(Data items)
Start of Block
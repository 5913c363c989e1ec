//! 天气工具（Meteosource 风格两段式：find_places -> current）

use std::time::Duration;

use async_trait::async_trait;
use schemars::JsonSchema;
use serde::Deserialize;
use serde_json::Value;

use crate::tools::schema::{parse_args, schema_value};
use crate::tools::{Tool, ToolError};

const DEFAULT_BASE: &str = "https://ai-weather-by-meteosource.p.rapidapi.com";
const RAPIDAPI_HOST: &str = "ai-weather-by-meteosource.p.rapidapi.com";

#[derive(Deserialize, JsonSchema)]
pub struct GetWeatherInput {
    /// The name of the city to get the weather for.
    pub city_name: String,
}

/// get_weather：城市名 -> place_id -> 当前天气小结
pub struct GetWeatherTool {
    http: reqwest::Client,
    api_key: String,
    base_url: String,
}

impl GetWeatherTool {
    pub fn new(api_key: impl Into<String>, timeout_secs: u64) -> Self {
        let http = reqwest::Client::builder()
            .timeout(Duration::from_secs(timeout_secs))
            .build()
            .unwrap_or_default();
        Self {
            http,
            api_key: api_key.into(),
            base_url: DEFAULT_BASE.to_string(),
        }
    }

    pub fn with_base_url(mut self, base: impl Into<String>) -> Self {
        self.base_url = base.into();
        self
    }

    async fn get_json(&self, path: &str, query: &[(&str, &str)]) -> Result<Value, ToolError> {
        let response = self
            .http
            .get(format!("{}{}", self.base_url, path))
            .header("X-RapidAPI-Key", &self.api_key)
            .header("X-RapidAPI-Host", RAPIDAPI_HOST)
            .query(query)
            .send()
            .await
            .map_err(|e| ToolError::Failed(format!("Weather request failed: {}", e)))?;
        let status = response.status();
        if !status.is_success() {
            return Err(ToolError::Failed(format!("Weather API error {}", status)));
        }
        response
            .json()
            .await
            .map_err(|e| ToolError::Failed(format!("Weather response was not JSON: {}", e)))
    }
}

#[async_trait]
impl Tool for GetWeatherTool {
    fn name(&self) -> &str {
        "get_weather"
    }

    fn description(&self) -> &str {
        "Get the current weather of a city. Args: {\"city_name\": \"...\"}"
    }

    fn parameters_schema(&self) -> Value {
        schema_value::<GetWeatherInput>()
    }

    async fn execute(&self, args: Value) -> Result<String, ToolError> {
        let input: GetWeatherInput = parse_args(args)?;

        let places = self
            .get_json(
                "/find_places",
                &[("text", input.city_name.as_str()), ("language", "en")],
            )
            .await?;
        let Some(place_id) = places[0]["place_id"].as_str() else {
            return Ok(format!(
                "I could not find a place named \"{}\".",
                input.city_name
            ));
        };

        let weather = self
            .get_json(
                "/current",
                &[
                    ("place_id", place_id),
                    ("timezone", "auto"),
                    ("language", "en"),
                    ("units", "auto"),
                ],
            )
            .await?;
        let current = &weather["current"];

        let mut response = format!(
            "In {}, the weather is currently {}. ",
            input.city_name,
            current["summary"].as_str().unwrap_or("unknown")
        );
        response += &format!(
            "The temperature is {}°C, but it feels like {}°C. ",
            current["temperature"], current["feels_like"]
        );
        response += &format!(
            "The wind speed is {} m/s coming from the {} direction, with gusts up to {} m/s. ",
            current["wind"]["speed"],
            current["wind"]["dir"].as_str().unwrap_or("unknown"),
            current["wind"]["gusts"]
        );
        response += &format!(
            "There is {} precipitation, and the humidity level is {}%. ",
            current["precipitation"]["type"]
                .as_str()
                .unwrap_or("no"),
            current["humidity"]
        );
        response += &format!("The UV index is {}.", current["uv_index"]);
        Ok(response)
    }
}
End of Block
* Your objective
All of the records must be retyped exactly as they are.

* Expected answer
repository 5913c363c989e1ec
//! 天气工具（Meteosource 风格两段式：find_places -> current）

use std::time::Duration;

use async_trait::async_trait;
use schemars::JsonSchema;
use serde::Deserialize;
use serde_json::Value;

use crate::tools::schema::{parse_args, schema_value};
use crate::tools::{Tool, ToolError};

const DEFAULT_BASE: &str = "https://ai-weather-by-meteosource.p.rapidapi.com";
const RAPIDAPI_HOST: &str = "ai-weather-by-meteosource.p.rapidapi.com";

#[derive(Deserialize, JsonSchema)]
pub struct GetWeatherInput {
    /// The name of the city to get the weather for.
    pub city_name: String,
}

/// get_weather：城市名 -> place_id -> 当前天气小结
pub struct GetWeatherTool {
    http: reqwest::Client,
    api_key: String,
    base_url: String,
}

impl GetWeatherTool {
    pub fn new(api_key: impl Into<String>, timeout_secs: u64) -> Self {
        let http = reqwest::Client::builder()
            .timeout(Duration::from_secs(timeout_secs))
            .build()
            .unwrap_or_default();
        Self {
            http,
            api_key: api_key.into(),
            base_url: DEFAULT_BASE.to_string(),
        }
    }

    pub fn with_base_url(mut self, base: impl Into<String>) -> Self {
        self.base_url = base.into();
        self
    }

    async fn get_json(&self, path: &str, query: &[(&str, &str)]) -> Result<Value, ToolError> {
        let response = self
            .http
            .get(format!("{}{}", self.base_url, path))
            .header("X-RapidAPI-Key", &self.api_key)
            .header("X-RapidAPI-Host", RAPIDAPI_HOST)
            .query(query)
            .send()
            .await
            .map_err(|e| ToolError::Failed(format!("Weather request failed: {}", e)))?;
        let status = response.status();
        if !status.is_success() {
            return Err(ToolError::Failed(format!("Weather API error {}", status)));
        }
        response
            .json()
            .await
            .map_err(|e| ToolError::Failed(format!("Weather response was not JSON: {}", e)))
    }
}

#[async_trait]
impl Tool for GetWeatherTool {
    fn name(&self) -> &str {
        "get_weather"
    }

    fn description(&self) -> &str {
        "Get the current weather of a city. Args: {\"city_name\": \"...\"}"
    }

    fn parameters_schema(&self) -> Value {
        schema_value::<GetWeatherInput>()
    }

    async fn execute(&self, args: Value) -> Result<String, ToolError> {
        let input: GetWeatherInput = parse_args(args)?;

        let places = self
            .get_json(
                "/find_places",
                &[("text", input.city_name.as_str()), ("language", "en")],
            )
            .await?;
        let Some(place_id) = places[0]["place_id"].as_str() else {
            return Ok(format!(
                "I could not find a place named \"{}\".",
                input.city_name
            ));
        };

        let weather = self
            .get_json(
                "/current",
                &[
                    ("place_id", place_id),
                    ("timezone", "auto"),
                    ("language", "en"),
                    ("units", "auto"),
                ],
            )
            .await?;
        let current = &weather["current"];

        let mut response = format!(
            "In {}, the weather is currently {}. ",
            input.city_name,
            current["summary"].as_str().unwrap_or("unknown")
        );
        response += &format!(
            "The temperature is {}°C, but it feels like {}°C. ",
            current["temperature"], current["feels_like"]
        );
        response += &format!(
            "The wind speed is {} m/s coming from the {} direction, with gusts up to {} m/s. ",
            current["wind"]["speed"],
            current["wind"]["dir"].as_str().unwrap_or("unknown"),
            current["wind"]["gusts"]
        );
        response += &format!(
            "There is {} precipitation, and the humidity level is {}%. ",
            current["precipitation"]["type"]
                .as_str()
                .unwrap_or("no"),
            current["humidity"]
        );
        response += &format!("The UV index is {}.", current["uv_index"]);
        Ok(response)
    }
}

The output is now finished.